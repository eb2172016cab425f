use std::sync::LazyLock;

use criterion::{black_box, criterion_group, criterion_main, Criterion};

include!(concat!(env!("OUT_DIR"), "/numbers.rs"));

static SCANNER_INPUT: LazyLock<String> =
    LazyLock::new(|| "1..5 2.5 x7 123.456 17..4 0.\n".repeat(1000));

fn builder_benchmark(c: &mut Criterion) {
    c.bench_function("builder_benchmark", |b| {
        b.iter(|| {
            black_box(
                numbers::yy_scanner_builder()
                    .build_from_bytes(Vec::new(), std::io::sink())
                    .unwrap(),
            );
        });
    });
}

fn scanner_benchmark(c: &mut Criterion) {
    c.bench_function("scanner_benchmark", |b| {
        b.iter(|| {
            let mut scanner = numbers::yy_scanner_builder()
                .build(SCANNER_INPUT.as_bytes(), std::io::sink())
                .unwrap();
            let mut count = 0;
            while scanner.yylex().unwrap() != numbers::END_OF_INPUT {
                count += 1;
            }
            black_box(count);
        });
    });
}

criterion_group!(benches, builder_benchmark, scanner_benchmark);
criterion_main!(benches);
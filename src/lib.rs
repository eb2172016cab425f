#![forbid(missing_docs)]
//! # `rslex`
//! The `rslex` crate is a lexical-analyzer generator in the tradition of lex and flex.
//! A scanner is described by rules. Each rule consists of a regular expression, an optional
//! trailing context, the start conditions it is active in and an action written in Rust.
//! The generator turns such a specification into a standalone scanner program, which contains
//! the runtime of this crate.
//!
//! The scanner follows the matching rules of lex:
//! * At each position the rule with the longest match wins. The length of a trailing context
//!   counts as part of the match, although the trailing context is not consumed.
//! * On equal length the rule that was declared first wins.
//! * `REJECT` hands the match over to the next best rule.
//! * Input that no rule matches is copied to the output.
//!
//! The generator is available as [generator] and as crate `rslex_generate`.
//!
//! # Example
//! Generation is usually done in a build script:
//! ```ignore
//! use rslex::generator::{Generator, LexRule, Specification};
//!
//! let specification = Specification::new("words")
//!     .declare_start_condition("COMMENT", true)
//!     .add_rule(LexRule::new(r"[a-z]+", "return 1;"))
//!     .add_rule(LexRule::new(r"#", "BEGIN(COMMENT);"))
//!     .add_rule(LexRule::new(r"\n", "BEGIN(INITIAL);").with_start_conditions(["*"]))
//!     .add_rule(LexRule::new(r".", "").with_start_conditions(["COMMENT"]));
//! Generator::new(&specification)
//!     .wrap_in_module(true)
//!     .write_to_file(out_dir.join("words.rs"))?;
//! ```
//! The program then includes the generated module and runs the scanner:
//! ```ignore
//! include!(concat!(env!("OUT_DIR"), "/words.rs"));
//!
//! let mut scanner = words::yy_scanner_builder().build_stdio()?;
//! while scanner.yylex()? != words::END_OF_INPUT {
//!     println!("word: {}", scanner.yytext());
//! }
//! ```
//!
//! The runtime can also be used directly with hand written rule tables:
//! ```rust
//! use rslex::{ActionOutcome, Scanner, ScannerBuilder, ScannerRule};
//!
//! fn word(_yy: &mut Scanner) -> ActionOutcome {
//!     ActionOutcome::Return(1)
//! }
//!
//! fn space(_yy: &mut Scanner) -> ActionOutcome {
//!     ActionOutcome::Fallthrough
//! }
//!
//! static RULES: &[ScannerRule] = &[
//!     ScannerRule {
//!         pattern: "[a-z]+",
//!         trailing: None,
//!         start_conditions: &[],
//!         line_start: false,
//!         action: word,
//!     },
//!     ScannerRule {
//!         pattern: r"\s+",
//!         trailing: None,
//!         start_conditions: &[],
//!         line_start: false,
//!         action: space,
//!     },
//! ];
//!
//! let mut scanner = ScannerBuilder::new()
//!     .add_rules(RULES)
//!     .build("hello big world".as_bytes(), std::io::sink())
//!     .expect("ScannerBuilder error");
//! let mut words = Vec::new();
//! while scanner.yylex().unwrap() == 1 {
//!     words.push(scanner.yytext().into_owned());
//! }
//! assert_eq!(words, ["hello", "big", "world"]);
//! ```
//!
//! # Crate features
//! - `serde`: Enabled by default. Specifications can be read from and written to JSON.

/// The scanner runtime. It is also embedded into every generated scanner.
mod scanner;
pub use scanner::{
    Action, ActionOutcome, InlineAction, Scanner, ScannerBuilder, ScannerError, ScannerRule,
    StartCondition, ANY_START_CONDITION, END_OF_INPUT, INITIAL,
};

pub use rslex_generate as generator;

•••••

Assignment.
Among the lines of the listing above, count those that include the string "true" and give that total alone.

Task output.
2